Published Jun 24, 2001
ohbet
386 Posts
I am a student nurse,and in my exposure to nursing I have heard the term IV bolus,not in the sense of giving a bolus thru a hep. lock,but in terms of a bolus of a Iv bag that is currently running. Could someone explain how to give a bolus of an IV solution?
JenKatt
99 Posts
I'm not sure what you are asking, since you say not thru a heplock, but a bag. An IV bolus for fluid, any type of fluid is giving a large amount of fluid over a short amount of time. Example, normally a post op patient will get 75 - 150 cc of fluid an hour, the bag will last any where from 6 to 10 hours. When you give a bolus, the doctor will write: D51/2NS 1000cc over 2 hours. Meaning you will give the bag at 500cc an hour. When a patient is hypovolemic, you will run the bag wide open, meaning the clamp is wide open and you run it in as fast as the bag will allow.
I hope this helps
hoolahan, ASN, RN
1 Article; 1,721 Posts
The terminology differs with where you work and where you live sometimes too. Often, when changing hospitals, you hear the nurses and docs use different lingo than you're used to.

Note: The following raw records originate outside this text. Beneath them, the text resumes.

use crate::cli::CatalogArgs;
use std::fmt;
use std::path::PathBuf;
use storefront::catalog::{Catalog, CatalogError, CatalogProvider, CsvCatalog, SyntheticCatalog};
use storefront::config::AppConfig;
use tracing::info;

/// Where the demo catalog came from, for the report header.
#[derive(Debug, Clone)]
pub(crate) enum CatalogSource {
    Synthetic { size: usize, seed: u64 },
    Csv(PathBuf),
}

impl fmt::Display for CatalogSource {
    fn fmt(&self, f: &mut fmt::Formatter<'_>) -> fmt::Result {
        match self {
            CatalogSource::Synthetic { size, seed } => {
                write!(f, "synthetic catalog ({size} products, seed {seed})")
            }
            CatalogSource::Csv(path) => write!(f, "CSV import {}", path.display()),
        }
    }
}

pub(crate) fn load_catalog(
    config: &AppConfig,
    args: &CatalogArgs,
) -> Result<(Catalog, CatalogSource), CatalogError> {
    let (catalog, source) = match &args.catalog_csv {
        Some(path) => (
            CsvCatalog::from_path(path)?,
            CatalogSource::Csv(path.clone()),
        ),
        None => {
            let size = args.size.unwrap_or(config.catalog.size);
            let seed = args.seed.unwrap_or(config.catalog.seed);
            (
                SyntheticCatalog::new(size, seed).catalog()?,
                CatalogSource::Synthetic { size, seed },
            )
        }
    };

    info!(products = catalog.len(), source = %source, "catalog loaded");
    Ok((catalog, source))
}

pub(crate) fn parse_rating(raw: &str) -> Result<u8, String> {
    match raw.trim().parse::<u8>() {
        Ok(rating) if (1..=5).contains(&rating) => Ok(rating),
        Ok(rating) => Err(format!("rating {rating} is outside the 1-5 star range")),
        Err(err) => Err(format!("failed to parse '{raw}' as a star rating ({err})")),
    }
}
use serde::Serialize;

use super::event::{
    EventContext, EventPayload, ExecutionId, FilteredDetails, PassedDetails, SearchSummaryDetails,
    XRayEvent,
};

/// Per-product line of a trace.
#[derive(Debug, Clone, PartialEq, Serialize)]
#[serde(tag = "outcome", rename_all = "snake_case")]
pub enum TraceEntry {
    Passed(PassedDetails),
    Filtered(FilteredDetails),
}

impl TraceEntry {
    pub fn rank(&self) -> Option<usize> {
        match self {
            TraceEntry::Passed(details) => Some(details.rank),
            TraceEntry::Filtered(_) => None,
        }
    }

    fn reason(&self) -> String {
        match self {
            TraceEntry::Passed(details) => {
                let name = &details.decision.product.name;
                match &details.score_breakdown {
                    Some(breakdown) => format!(
                        "Rank #{}: \"{name}\" scored {:.2} points ({:.1}% match)",
                        details.rank, details.score, breakdown.match_percentage
                    ),
                    None => format!(
                        "Product \"{name}\" passed all {} filter checks (Rank: #{}, Score: {})",
                        details.decision.checks.len(),
                        details.rank,
                        details.score
                    ),
                }
            }
            TraceEntry::Filtered(details) => {
                let product = &details.decision.product;
                let mut reason = format!(
                    "Product \"{}\" ({}, ${}) filtered out: {}",
                    product.name,
                    product.brand,
                    product.price,
                    details.decision.failure_summary()
                );
                if let Some(score) = details.score {
                    reason.push_str(&format!(" (Match Score: {score})"));
                }
                reason
            }
        }
    }

    fn into_payload(self) -> EventPayload {
        match self {
            TraceEntry::Passed(details) => EventPayload::ProductPassed(details),
            TraceEntry::Filtered(details) => EventPayload::ProductFiltered(details),
        }
    }
}

/// Full audit of one execution: ranked passes, catalog-ordered rejections, then the summary.
///
/// A trace is assembled completely before anything reaches a sink, so every entry already
/// carries its final rank and score.
#[derive(Debug, Clone, PartialEq, Serialize)]
pub struct Trace {
    pub execution_id: ExecutionId,
    pub context: EventContext,
    pub entries: Vec<TraceEntry>,
    pub summary: SearchSummaryDetails,
}

impl Trace {
    pub fn passed(&self) -> impl Iterator<Item = &PassedDetails> {
        self.entries.iter().filter_map(|entry| match entry {
            TraceEntry::Passed(details) => Some(details),
            TraceEntry::Filtered(_) => None,
        })
    }

    pub fn filtered(&self) -> impl Iterator<Item = &FilteredDetails> {
        self.entries.iter().filter_map(|entry| match entry {
            TraceEntry::Filtered(details) => Some(details),
            TraceEntry::Passed(_) => None,
        })
    }

    pub fn summary_reason(&self) -> String {
        format!(
            "Filter execution completed: {}/{} products passed in {:.2}ms",
            self.summary.passed_count, self.summary.total_products, self.summary.duration_ms
        )
    }

    /// Sink events in emission order, each tagged with this execution's id.
    pub fn to_events(&self) -> Vec<XRayEvent> {
        let mut events = Vec::with_capacity(self.entries.len() + 1);

        for entry in &self.entries {
            events.push(XRayEvent::new(
                Some(self.execution_id.clone()),
                entry.reason(),
                self.context.clone(),
                entry.clone().into_payload(),
            ));
        }

        events.push(XRayEvent::new(
            Some(self.execution_id.clone()),
            self.summary_reason(),
            self.context.clone(),
            EventPayload::SearchExecuted(self.summary.clone()),
        ));

        events
    }
}
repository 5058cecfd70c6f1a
mod common;
mod scoring;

For example, one hospital I worked at described an IV bolus, as anything given over a short time IV, and usually, it was referred to in this way IVP (IV Push)= IV Bolus, regarding meds.
If we gave IV fluids in a large amount over a short period, we called that a fluid challenge, usually when urine output was low and we wanted to "challenge" the patient's fluid state to increase urine output, if no response the next step was usually either more fluid OR IV lasix. If the pt was hypovolemic, we "tanked him up" with "more volume". I don't think I have ever written the words "IV Bolus" on an verbal order for IVF, but it doesn't surprise me that others use it frequently.
I will never forget one of my first days working in an open heart unit. The docs and nurses were referring to the pt as "wet". I vividly remember going over to the pt, and discreetly running my hand up his arm to see if he was diaphoretic and I just couldn't see it! What they meant was, he had a high chest tube output, and they were concerned that he was bleeding too much!! THEN, the following post-op day, if you heard someone say he was "wet", it meant that the CXR shows some degree of pulmonary edema, and lasix was indicated.
The bottom line is, don't be afraid to ask, especially when it comes to IV's. Always clarify what is actualy meant by an order before you carry it out.
PS, Anything you can give via IV can be given via hep lock. However, if it has the skinny extension tubing on it, it is difficult to get a blood transfusion to run through that, especially if the pt needs it fast (usually not the case on a Med-surg unit.)
Thank you for the two replies,sorry but dont have access to the names of who replied as I type,answering my bolus question,both were helpful and clarifying,this is a great web. site.